The only thing I can think of in defence of Trotter and Edwards (I would hate to be seen defending them to any great degree!)is that they have got so used to RNZ the way it is that they cannot imagine it in any other form. The so called debates on the Treaty and the Constitutional Review are absolute travesties of the concept of debate, with a group of people who gather to discuss very minor differences on opinions they largely hold in common. Brian Edwards once said that he only watches FOX occasionally so that he can hear what the enemy is saying. Such a closed mind really needs no debate it seems. Since I am banned from Trotter's blog for disagreeing with him that says it all really.

JC said...

I think I'll start with the obvious.. you got such replies because you attacked "their" station.. regardless of how sympathetic other stations, TV, journalists etc might be RNZ occupies the position of *confirming* polite left wing thought.

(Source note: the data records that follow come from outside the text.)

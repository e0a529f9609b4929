#![deny(warnings)]

//! Core domain models and invariants for Starship Legacy.
//!
//! This crate defines the serializable types shared by the economy engine,
//! the runtime store and persistence: resources and their bounds, crew, ship,
//! galaxy, market, legacy, notifications and the configuration that tunes them.

pub mod config;
pub mod crew;
pub mod galaxy;
pub mod legacy;
pub mod market;
pub mod notification;
pub mod resources;
pub mod ship;
pub mod state;

pub use config::{
    ClosedRange, ConfigError, Costs, CrewGeneration, EconomyConfig, PlanetGeneration,
    MAX_INTERVAL_MS,
};
pub use crew::{CrewId, CrewMember, CrewRole, SkillKind, Skills, MAX_MORALE, MAX_SKILL};
pub use galaxy::{Coordinates, Planet, PlanetResource, PlanetType, StarSystem, SystemStatus};
pub use legacy::Legacy;
pub use market::{Market, MarketEntry, TradeSide, Trend};
pub use notification::{Notification, Severity};
pub use resources::{Bound, ConstraintViolation, ResourceBounds, ResourceKind, Resources};
pub use ship::{ComponentCategory, ComponentSpec, Ship, ShipComponents, ShipStats};
pub use state::{validate_state, GameState, InvariantViolation};
//! Validate-then-apply for every player action.
//!
//! [`execute`] never touches the input state. On success it returns the
//! replacement fragments plus a confirmation message; the caller commits the
//! fragments in one step. On failure nothing has changed.

use crate::generate::{crew_id, generate_crew_member, generate_planets};
use crate::ledger::{apply_delta, apply_saturating, DeltaMode};
use crate::validate::{self, lot_value, PreconditionFailure};
use rand::Rng;
use sim_core::{
    ComponentCategory, ConstraintViolation, CrewId, CrewMember, EconomyConfig, GameState,
    ResourceKind, Resources, Ship, SkillKind, StarSystem, SystemStatus, TradeSide,
};
use thiserror::Error;
use tracing::debug;

/// A player intent.
#[derive(Clone, Debug, PartialEq, Eq)]
pub enum Action {
    TrainCrew,
    BoostMorale,
    RecruitCrew,
    ExploreSystem,
    EstablishColony,
    PurchaseComponent {
        category: ComponentCategory,
        name: String,
    },
    Trade {
        resource: ResourceKind,
        side: TradeSide,
    },
    SelectHeir(CrewId),
    SelectSystem(String),
}

impl Action {
    pub fn label(&self) -> &'static str {
        match self {
            Action::TrainCrew => "train_crew",
            Action::BoostMorale => "boost_morale",
            Action::RecruitCrew => "recruit_crew",
            Action::ExploreSystem => "explore_system",
            Action::EstablishColony => "establish_colony",
            Action::PurchaseComponent { .. } => "purchase_component",
            Action::Trade { .. } => "trade",
            Action::SelectHeir(_) => "select_heir",
            Action::SelectSystem(_) => "select_system",
        }
    }
}

/// Why a transaction was rejected.
#[derive(Clone, Debug, Error, PartialEq, Eq)]
pub enum TransactionError {
    #[error(transparent)]
    Precondition(#[from] PreconditionFailure),
    #[error("Transaction rejected: {0}")]
    Constraint(#[from] ConstraintViolation),
}

/// Replacement state produced by a successful transaction. `None` fields are
/// left as they were.
#[derive(Clone, Debug, Default, PartialEq, Eq)]
pub struct Fragments {
    pub resources: Option<Resources>,
    pub generation_rates: Option<Resources>,
    pub ship: Option<Ship>,
    pub crew: Option<Vec<CrewMember>>,
    pub systems: Option<Vec<StarSystem>>,
    pub selected_system: Option<Option<String>>,
}

impl Fragments {
    /// The state that results from replacing `base`'s fields with these fragments.
    pub fn apply_to(self, base: &GameState) -> GameState {
        let mut next = base.clone();
        if let Some(r) = self.resources {
            next.resources = r;
        }
        if let Some(r) = self.generation_rates {
            next.generation_rates = r;
        }
        if let Some(s) = self.ship {
            next.ship = s;
        }
        if let Some(c) = self.crew {
            next.crew = c;
        }
        if let Some(s) = self.systems {
            next.systems = s;
        }
        if let Some(sel) = self.selected_system {
            next.selected_system = sel;
        }
        next
    }
}

/// A committed-to-be transaction result.
#[derive(Clone, Debug, PartialEq, Eq)]
pub struct Outcome {
    pub fragments: Fragments,
    pub message: String,
}

/// Run one action against `state`.
pub fn execute<R: Rng + ?Sized>(
    state: &GameState,
    action: &Action,
    cfg: &EconomyConfig,
    rng: &mut R,
) -> Result<Outcome, TransactionError> {
    let result = match action {
        Action::TrainCrew => train_crew(state, cfg, rng),
        Action::BoostMorale => boost_morale(state, cfg),
        Action::RecruitCrew => recruit_crew(state, cfg, rng),
        Action::ExploreSystem => explore_system(state, cfg, rng),
        Action::EstablishColony => establish_colony(state, cfg),
        Action::PurchaseComponent { category, name } => {
            purchase_component(state, cfg, *category, name)
        }
        Action::Trade { resource, side } => trade(state, cfg, *resource, *side),
        Action::SelectHeir(id) => select_heir(state, cfg, id),
        Action::SelectSystem(name) => select_system(state, name),
    };
    if let Err(err) = &result {
        debug!(action = action.label(), %err, "transaction rejected");
    }
    result
}

fn spend(
    state: &GameState,
    cost: &Resources,
    cfg: &EconomyConfig,
) -> Result<Resources, ConstraintViolation> {
    apply_delta(&state.resources, cost, DeltaMode::Subtract, &cfg.bounds)
}

pub fn train_crew<R: Rng + ?Sized>(
    state: &GameState,
    cfg: &EconomyConfig,
    rng: &mut R,
) -> Result<Outcome, TransactionError> {
    validate::validate_train(state, cfg)?;
    let resources = spend(state, &cfg.costs.train_crew, cfg)?;
    let mut crew = state.crew.clone();
    let idx = rng.gen_range(0..crew.len());
    let skill = SkillKind::ALL[rng.gen_range(0..SkillKind::ALL.len())];
    let member = &mut crew[idx];
    let before = member.skills.get(skill);
    let after = member.skills.train(skill);
    let message = if after == before {
        format!("{} trained {skill}, already at mastery ({after})", member.name)
    } else {
        format!("{} trained {skill}: {before} -> {after}", member.name)
    };
    Ok(Outcome {
        fragments: Fragments {
            resources: Some(resources),
            crew: Some(crew),
            ..Fragments::default()
        },
        message,
    })
}

pub fn boost_morale(state: &GameState, cfg: &EconomyConfig) -> Result<Outcome, TransactionError> {
    validate::validate_boost_morale(state, cfg)?;
    let resources = spend(state, &cfg.costs.boost_morale, cfg)?;
    let mut crew = state.crew.clone();
    for member in &mut crew {
        member.boost_morale(cfg.morale_boost);
    }
    Ok(Outcome {
        fragments: Fragments {
            resources: Some(resources),
            crew: Some(crew),
            ..Fragments::default()
        },
        message: format!("Crew morale boosted by {}", cfg.morale_boost),
    })
}

pub fn recruit_crew<R: Rng + ?Sized>(
    state: &GameState,
    cfg: &EconomyConfig,
    rng: &mut R,
) -> Result<Outcome, TransactionError> {
    validate::validate_recruit(state, cfg)?;
    let resources = spend(state, &cfg.costs.recruit_crew, cfg)?;
    let mut recruit = generate_crew_member(rng, &cfg.crew_generation);
    while state.crew_member(&recruit.id).is_some() {
        recruit.id = crew_id(rng);
    }
    let message = format!("Recruited {} ({})", recruit.name, recruit.role);
    let mut crew = state.crew.clone();
    crew.push(recruit);
    Ok(Outcome {
        fragments: Fragments {
            resources: Some(resources),
            crew: Some(crew),
            ..Fragments::default()
        },
        message,
    })
}

pub fn explore_system<R: Rng + ?Sized>(
    state: &GameState,
    cfg: &EconomyConfig,
    rng: &mut R,
) -> Result<Outcome, TransactionError> {
    let target = validate::validate_explore(state, cfg)?.name.clone();
    let resources = spend(state, &cfg.costs.explore_system, cfg)?;
    let planets = generate_planets(rng, &cfg.planet_generation);
    let message = format!("Explored {target}: discovered {} planet(s)", planets.len());
    let mut systems = state.systems.clone();
    if let Some(system) = systems.iter_mut().find(|s| s.name == target) {
        system.planets = planets;
        system.status = SystemStatus::Explored;
    }
    Ok(Outcome {
        fragments: Fragments {
            resources: Some(resources),
            systems: Some(systems),
            ..Fragments::default()
        },
        message,
    })
}

pub fn establish_colony(
    state: &GameState,
    cfg: &EconomyConfig,
) -> Result<Outcome, TransactionError> {
    let target = validate::validate_colony(state, cfg)?.name.clone();
    let resources = spend(state, &cfg.costs.establish_colony, cfg)?;
    let mut systems = state.systems.clone();
    let mut rates = state.generation_rates;
    let mut message = format!("Established a colony in {target}");
    if let Some(system) = systems.iter_mut().find(|s| s.name == target) {
        if let Some(idx) = system.first_undeveloped() {
            let planet = &mut system.planets[idx];
            planet.developed = true;
            let mut boosted = Vec::new();
            for tag in &planet.resources {
                if let Some(kind) = tag.tracked() {
                    rates.set(kind, rates.get(kind) + cfg.colony_rate_increment);
                    boosted.push(kind.as_str());
                }
            }
            message = format!("Established a colony on {target} {}", planet.name);
            if !boosted.is_empty() {
                message.push_str(&format!(
                    " (+{} {} per tick)",
                    cfg.colony_rate_increment,
                    boosted.join(", ")
                ));
            }
        }
    }
    Ok(Outcome {
        fragments: Fragments {
            resources: Some(resources),
            generation_rates: Some(rates),
            systems: Some(systems),
            ..Fragments::default()
        },
        message,
    })
}

pub fn purchase_component(
    state: &GameState,
    cfg: &EconomyConfig,
    category: ComponentCategory,
    name: &str,
) -> Result<Outcome, TransactionError> {
    let spec = validate::validate_purchase(state, cfg, category, name)?;
    let resources = spend(state, &spec.cost, cfg)?;
    let mut ship = state.ship.clone();
    ship.install(spec);
    Ok(Outcome {
        fragments: Fragments {
            resources: Some(resources),
            ship: Some(ship),
            ..Fragments::default()
        },
        message: format!("Installed {} ({category}) for {}", spec.name, spec.cost),
    })
}

/// Buy or sell one trade lot. Purchases that would overflow the resource are
/// rejected; sale proceeds saturate at the credits maximum.
pub fn trade(
    state: &GameState,
    cfg: &EconomyConfig,
    resource: ResourceKind,
    side: TradeSide,
) -> Result<Outcome, TransactionError> {
    let entry = validate::validate_trade(state, cfg, resource, side)?;
    let value = lot_value(entry, cfg);
    let credits = Resources::single(ResourceKind::Credits, value);
    let qty = cfg.trade_quantity;
    let goods = Resources::single(resource, qty);
    let bounds = &cfg.bounds;
    let resources = match side {
        TradeSide::Buy => {
            let paid = apply_delta(&state.resources, &credits, DeltaMode::Subtract, bounds)?;
            apply_delta(&paid, &goods, DeltaMode::Add, bounds)?
        }
        TradeSide::Sell => {
            let shipped = apply_delta(&state.resources, &goods, DeltaMode::Subtract, bounds)?;
            apply_saturating(&shipped, &credits, DeltaMode::Add, bounds)
        }
    };
    let message = match side {
        TradeSide::Buy => format!("Bought {qty} {resource} for {value} credits"),
        TradeSide::Sell => format!("Sold {qty} {resource} for {value} credits"),
    };
    Ok(Outcome {
        fragments: Fragments {
            resources: Some(resources),
            ..Fragments::default()
        },
        message,
    })
}

/// Name a new heir, clearing the flag from everyone else.
pub fn select_heir(
    state: &GameState,
    cfg: &EconomyConfig,
    id: &CrewId,
) -> Result<Outcome, TransactionError> {
    let heir = validate::validate_heir(state, cfg, id)?;
    let message = format!(
        "{} has been named heir to the {} legacy",
        heir.name, state.legacy.family_name
    );
    let crew = state
        .crew
        .iter()
        .cloned()
        .map(|mut c| {
            c.is_heir = &c.id == id;
            c
        })
        .collect();
    Ok(Outcome {
        fragments: Fragments {
            crew: Some(crew),
            ..Fragments::default()
        },
        message,
    })
}

pub fn select_system(state: &GameState, name: &str) -> Result<Outcome, TransactionError> {
    let system = validate::validate_select_system(state, name)?;
    Ok(Outcome {
        fragments: Fragments {
            selected_system: Some(Some(system.name.clone())),
            ..Fragments::default()
        },
        message: format!("Selected {}", system.name),
    })
}
//! Resource quantities, their bounds, and bound violations.

use rust_decimal::Decimal;
use serde::{Deserialize, Serialize};
use std::fmt;
use thiserror::Error;

/// The five tracked resources, in ledger order.
#[derive(Clone, Copy, Debug, PartialEq, Eq, PartialOrd, Ord, Hash, Serialize, Deserialize)]
#[serde(rename_all = "lowercase")]
pub enum ResourceKind {
    Credits,
    Energy,
    Minerals,
    Food,
    Influence,
}

impl ResourceKind {
    /// Ledger order. Multi-resource checks report the first failure in this order.
    pub const ALL: [ResourceKind; 5] = [
        ResourceKind::Credits,
        ResourceKind::Energy,
        ResourceKind::Minerals,
        ResourceKind::Food,
        ResourceKind::Influence,
    ];

    pub fn as_str(self) -> &'static str {
        match self {
            ResourceKind::Credits => "credits",
            ResourceKind::Energy => "energy",
            ResourceKind::Minerals => "minerals",
            ResourceKind::Food => "food",
            ResourceKind::Influence => "influence",
        }
    }
}

impl fmt::Display for ResourceKind {
    fn fmt(&self, f: &mut fmt::Formatter<'_>) -> fmt::Result {
        f.write_str(self.as_str())
    }
}

/// A record of the five resource quantities.
///
/// Used for the player's holdings, for cost bundles, and for per-tick
/// generation rates. Values are never mutated in place by the engine: every
/// change produces a new record.
#[derive(Clone, Copy, Debug, Default, PartialEq, Eq, Serialize, Deserialize)]
#[serde(default)]
pub struct Resources {
    pub credits: Decimal,
    pub energy: Decimal,
    pub minerals: Decimal,
    pub food: Decimal,
    pub influence: Decimal,
}

impl Resources {
    pub const ZERO: Resources = Resources {
        credits: Decimal::ZERO,
        energy: Decimal::ZERO,
        minerals: Decimal::ZERO,
        food: Decimal::ZERO,
        influence: Decimal::ZERO,
    };

    /// Build a record from whole-number amounts in ledger order.
    pub fn from_units(credits: i64, energy: i64, minerals: i64, food: i64, influence: i64) -> Self {
        Self {
            credits: Decimal::from(credits),
            energy: Decimal::from(energy),
            minerals: Decimal::from(minerals),
            food: Decimal::from(food),
            influence: Decimal::from(influence),
        }
    }

    /// A record holding `amount` of a single resource and zero elsewhere.
    pub fn single(kind: ResourceKind, amount: Decimal) -> Self {
        let mut r = Resources::ZERO;
        r.set(kind, amount);
        r
    }

    pub fn get(&self, kind: ResourceKind) -> Decimal {
        match kind {
            ResourceKind::Credits => self.credits,
            ResourceKind::Energy => self.energy,
            ResourceKind::Minerals => self.minerals,
            ResourceKind::Food => self.food,
            ResourceKind::Influence => self.influence,
        }
    }

    pub fn set(&mut self, kind: ResourceKind, value: Decimal) {
        match kind {
            ResourceKind::Credits => self.credits = value,
            ResourceKind::Energy => self.energy = value,
            ResourceKind::Minerals => self.minerals = value,
            ResourceKind::Food => self.food = value,
            ResourceKind::Influence => self.influence = value,
        }
    }

    /// Copy of `self` with one resource replaced.
    pub fn with(mut self, kind: ResourceKind, value: Decimal) -> Self {
        self.set(kind, value);
        self
    }

    /// Iterate `(kind, amount)` in ledger order.
    pub fn iter(&self) -> impl Iterator<Item = (ResourceKind, Decimal)> + '_ {
        ResourceKind::ALL.into_iter().map(move |k| (k, self.get(k)))
    }

    /// Non-zero entries only, in ledger order.
    pub fn nonzero(&self) -> impl Iterator<Item = (ResourceKind, Decimal)> + '_ {
        self.iter().filter(|(_, v)| !v.is_zero())
    }
}

impl fmt::Display for Resources {
    fn fmt(&self, f: &mut fmt::Formatter<'_>) -> fmt::Result {
        let mut first = true;
        for (kind, amount) in self.nonzero() {
            if !first {
                f.write_str(", ")?;
            }
            write!(f, "{amount} {kind}")?;
            first = false;
        }
        if first {
            f.write_str("nothing")?;
        }
        Ok(())
    }
}

/// Closed range `[min, max]` for one resource.
#[derive(Clone, Copy, Debug, PartialEq, Eq, Serialize, Deserialize)]
pub struct Bound {
    pub min: Decimal,
    pub max: Decimal,
}

impl Bound {
    pub fn new(min: i64, max: i64) -> Self {
        Self {
            min: Decimal::from(min),
            max: Decimal::from(max),
        }
    }

    pub fn contains(&self, value: Decimal) -> bool {
        value >= self.min && value <= self.max
    }

    pub fn clamp(&self, value: Decimal) -> Decimal {
        value.max(self.min).min(self.max)
    }
}

/// Per-resource bounds.
#[derive(Clone, Copy, Debug, PartialEq, Eq, Serialize, Deserialize)]
#[serde(default)]
pub struct ResourceBounds {
    pub credits: Bound,
    pub energy: Bound,
    pub minerals: Bound,
    pub food: Bound,
    pub influence: Bound,
}

impl Default for ResourceBounds {
    fn default() -> Self {
        Self {
            credits: Bound::new(0, 1_000_000),
            energy: Bound::new(0, 10_000),
            minerals: Bound::new(0, 10_000),
            food: Bound::new(0, 10_000),
            influence: Bound::new(0, 1_000),
        }
    }
}

impl ResourceBounds {
    pub fn get(&self, kind: ResourceKind) -> Bound {
        match kind {
            ResourceKind::Credits => self.credits,
            ResourceKind::Energy => self.energy,
            ResourceKind::Minerals => self.minerals,
            ResourceKind::Food => self.food,
            ResourceKind::Influence => self.influence,
        }
    }
}

/// A proposed resource change would leave the resource's bound.
#[derive(Clone, Debug, Error, PartialEq, Eq)]
#[error("{resource} would become {projected}, outside [{min}, {max}]")]
pub struct ConstraintViolation {
    pub resource: ResourceKind,
    pub projected: Decimal,
    pub min: Decimal,
    pub max: Decimal,
}

#[cfg(test)]
mod tests {
    use super::*;

    #[test]
    fn get_set_cover_every_kind() {
        let mut r = Resources::ZERO;
        for (i, kind) in ResourceKind::ALL.into_iter().enumerate() {
            r.set(kind, Decimal::from(i as i64 + 1));
        }
        assert_eq!(r, Resources::from_units(1, 2, 3, 4, 5));
        assert_eq!(r.get(ResourceKind::Food), Decimal::from(4));
    }

    #[test]
    fn display_lists_nonzero_amounts() {
        let cost = Resources::from_units(500, 0, 200, 0, 0);
        assert_eq!(cost.to_string(), "500 credits, 200 minerals");
        assert_eq!(Resources::ZERO.to_string(), "nothing");
    }

    #[test]
    fn bound_clamp_and_contains() {
        let b = Bound::new(0, 100);
        assert!(b.contains(Decimal::ZERO));
        assert!(b.contains(Decimal::from(100)));
        assert!(!b.contains(Decimal::from(101)));
        assert_eq!(b.clamp(Decimal::from(150)), Decimal::from(100));
        assert_eq!(b.clamp(Decimal::from(-3)), Decimal::ZERO);
    }

    #[test]
    fn resource_kind_serializes_lowercase() {
        let s = serde_json::to_string(&ResourceKind::Minerals).unwrap();
        assert_eq!(s, "\"minerals\"");
    }
}
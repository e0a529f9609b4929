//! Single-writer game session.
//!
//! One task owns the [`GameStore`]. Player actions, generation ticks and
//! notification expiry are all serialized through its loop, so no two
//! commits can interleave.

use crate::store::GameStore;
use sim_core::{GameState, Notification, Resources};
use sim_econ::{Action, TransactionError};
use std::collections::VecDeque;
use std::sync::Arc;
use std::time::Duration;
use thiserror::Error;
use tokio::sync::{mpsc, oneshot};
use tokio::task::JoinHandle;
use tokio::time::{interval_at, sleep_until, Instant, MissedTickBehavior};
use tracing::{debug, info};

#[derive(Debug, Error, PartialEq, Eq)]
pub enum SessionError {
    #[error("game session has shut down")]
    Closed,
    #[error(transparent)]
    Transaction(#[from] TransactionError),
}

enum Command {
    Act {
        action: Action,
        response: oneshot::Sender<Result<String, TransactionError>>,
    },
    Snapshot {
        response: oneshot::Sender<Arc<GameState>>,
    },
    Notifications {
        response: oneshot::Sender<Vec<Notification>>,
    },
    Dismiss {
        id: u64,
        response: oneshot::Sender<bool>,
    },
    Tick {
        response: oneshot::Sender<Resources>,
    },
    Shutdown,
}

/// Cloneable front end to a running session.
#[derive(Clone)]
pub struct SessionHandle {
    command_tx: mpsc::Sender<Command>,
}

impl SessionHandle {
    pub async fn act(&self, action: Action) -> Result<String, SessionError> {
        let (response, rx) = oneshot::channel();
        self.send(Command::Act { action, response }).await?;
        Ok(rx.await.map_err(|_| SessionError::Closed)??)
    }

    pub async fn snapshot(&self) -> Result<Arc<GameState>, SessionError> {
        let (response, rx) = oneshot::channel();
        self.send(Command::Snapshot { response }).await?;
        rx.await.map_err(|_| SessionError::Closed)
    }

    pub async fn notifications(&self) -> Result<Vec<Notification>, SessionError> {
        let (response, rx) = oneshot::channel();
        self.send(Command::Notifications { response }).await?;
        rx.await.map_err(|_| SessionError::Closed)
    }

    pub async fn dismiss(&self, id: u64) -> Result<bool, SessionError> {
        let (response, rx) = oneshot::channel();
        self.send(Command::Dismiss { id, response }).await?;
        rx.await.map_err(|_| SessionError::Closed)
    }

    /// Force a generation tick outside the timer.
    pub async fn tick(&self) -> Result<Resources, SessionError> {
        let (response, rx) = oneshot::channel();
        self.send(Command::Tick { response }).await?;
        rx.await.map_err(|_| SessionError::Closed)
    }

    pub async fn shutdown(&self) -> Result<(), SessionError> {
        self.send(Command::Shutdown).await
    }

    async fn send(&self, command: Command) -> Result<(), SessionError> {
        self.command_tx
            .send(command)
            .await
            .map_err(|_| SessionError::Closed)
    }
}

/// Start the session loop. The join handle yields the store back once the
/// session is shut down or every handle is dropped.
pub fn spawn_session(store: GameStore) -> (SessionHandle, JoinHandle<GameStore>) {
    let (command_tx, command_rx) = mpsc::channel(64);
    let period = Duration::from_millis(store.config().tick_interval_ms);
    let mut ticker = interval_at(Instant::now() + period, period);
    ticker.set_missed_tick_behavior(MissedTickBehavior::Delay);
    let join = tokio::spawn(run(store, command_rx, ticker));
    (SessionHandle { command_tx }, join)
}

async fn run(
    mut store: GameStore,
    mut command_rx: mpsc::Receiver<Command>,
    mut ticker: tokio::time::Interval,
) -> GameStore {
    let ttl = Duration::from_millis(store.config().notification_ttl_ms);
    let mut expiries: VecDeque<(Instant, u64)> = VecDeque::new();
    info!(interval_ms = store.config().tick_interval_ms, "session started");

    loop {
        let next_expiry = expiries
            .front()
            .map(|(at, _)| *at)
            .unwrap_or_else(Instant::now);
        tokio::select! {
            biased;
            _ = sleep_until(next_expiry), if !expiries.is_empty() => {
                if let Some((_, id)) = expiries.pop_front() {
                    if store.dismiss(id) {
                        debug!(id, "notification expired");
                    }
                }
            }
            _ = ticker.tick() => {
                store.tick();
            }
            command = command_rx.recv() => {
                let Some(command) = command else { break };
                let seen = store.last_notification_id();
                match command {
                    Command::Act { action, response } => {
                        let _ = response.send(store.dispatch(action));
                    }
                    Command::Snapshot { response } => {
                        let _ = response.send(store.snapshot());
                    }
                    Command::Notifications { response } => {
                        let _ = response.send(store.notifications().to_vec());
                    }
                    Command::Dismiss { id, response } => {
                        let _ = response.send(store.dismiss(id));
                    }
                    Command::Tick { response } => {
                        let _ = response.send(store.tick());
                    }
                    Command::Shutdown => break,
                }
                let deadline = Instant::now() + ttl;
                for id in seen + 1..=store.last_notification_id() {
                    expiries.push_back((deadline, id));
                }
            }
        }
    }

    info!(revision = store.revision(), "session stopped");
    store
}

#[cfg(test)]
mod tests {
    use super::*;
    use rust_decimal::Decimal;
    use sim_core::{EconomyConfig, Severity};
    use tokio::time::advance;

    fn start() -> (SessionHandle, JoinHandle<GameStore>) {
        spawn_session(GameStore::new(EconomyConfig::default()).unwrap())
    }

    #[tokio::test(start_paused = true)]
    async fn ticks_follow_the_interval() {
        let (handle, _join) = start();
        advance(Duration::from_millis(2_999)).await;
        assert_eq!(handle.snapshot().await.unwrap().ticks, 0);
        advance(Duration::from_millis(1)).await;
        let snap = handle.snapshot().await.unwrap();
        assert_eq!(snap.ticks, 1);
        assert_eq!(snap.resources.credits, Decimal::from(1010));
    }

    #[tokio::test(start_paused = true)]
    async fn notifications_expire_after_ttl() {
        let (handle, _join) = start();
        handle.act(Action::BoostMorale).await.unwrap();
        let feed = handle.notifications().await.unwrap();
        assert_eq!(feed.len(), 1);
        assert_eq!(feed[0].severity, Severity::Success);
        advance(Duration::from_millis(4_999)).await;
        assert_eq!(handle.notifications().await.unwrap().len(), 1);
        advance(Duration::from_millis(1)).await;
        assert!(handle.notifications().await.unwrap().is_empty());
    }

    #[tokio::test(start_paused = true)]
    async fn rejected_action_is_reported_and_notified() {
        let (handle, _join) = start();
        let err = handle.act(Action::ExploreSystem).await.unwrap_err();
        assert!(matches!(err, SessionError::Transaction(_)));
        let feed = handle.notifications().await.unwrap();
        assert_eq!(feed[0].severity, Severity::Error);
        assert!(handle.dismiss(feed[0].id).await.unwrap());
        assert!(handle.notifications().await.unwrap().is_empty());
    }

    #[tokio::test(start_paused = true)]
    async fn shutdown_returns_the_store() {
        let (handle, join) = start();
        handle.act(Action::TrainCrew).await.unwrap();
        handle.tick().await.unwrap();
        handle.shutdown().await.unwrap();
        let store = join.await.unwrap();
        assert_eq!(store.snapshot().ticks, 1);
        assert_eq!(store.resources().credits, Decimal::from(910));
        assert_eq!(handle.snapshot().await.unwrap_err(), SessionError::Closed);
    }
}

The other reason to defend the thing is its one of the few legacies of the nation's socialist past, it connects the ideals of the 30s with the present and provides a benchmark on which to judge or confirm National and Labour governments.

Whether the tax payer should fund such a museum piece is another matter and raises my third point.. the moment there is a credible attack on RNZ's bias you threaten its funding.. and that'll bring out the wasps every time.

JC

hughvane said...

I agree wholeheartedly with most of what you say about RNZ and its political leanings, but I think you missed an ideal opportunity to pose the question directly: "where is the balance, as required in the RNZ charter?"

Indeed, where are the 'right-wing' even moderate, middle-ground presenters or interviewers in RNZ's Nat Prog? A speculative question, since none seem to exist in any of our State-paid radio media.

Challenge RNZ directly to justify the political (or moral and social) balance of its lineup of presenters. Impartial, objective, non-partisan, unbiased, unprejudiced. Or is it "pigs aloft on gossamer wings" again?

Karl du Fresne said...

Hughvane:

The following is from the column that kicked this whole thing off.

"Publicly funded broadcasters have an obligation to make programmes that reflect the views and interests of the entire community – not just those the broadcasters happen to favour.

"This is explicit in RNZ’s charter, which commits the organisation to impartial and balanced coverage of news and current affairs."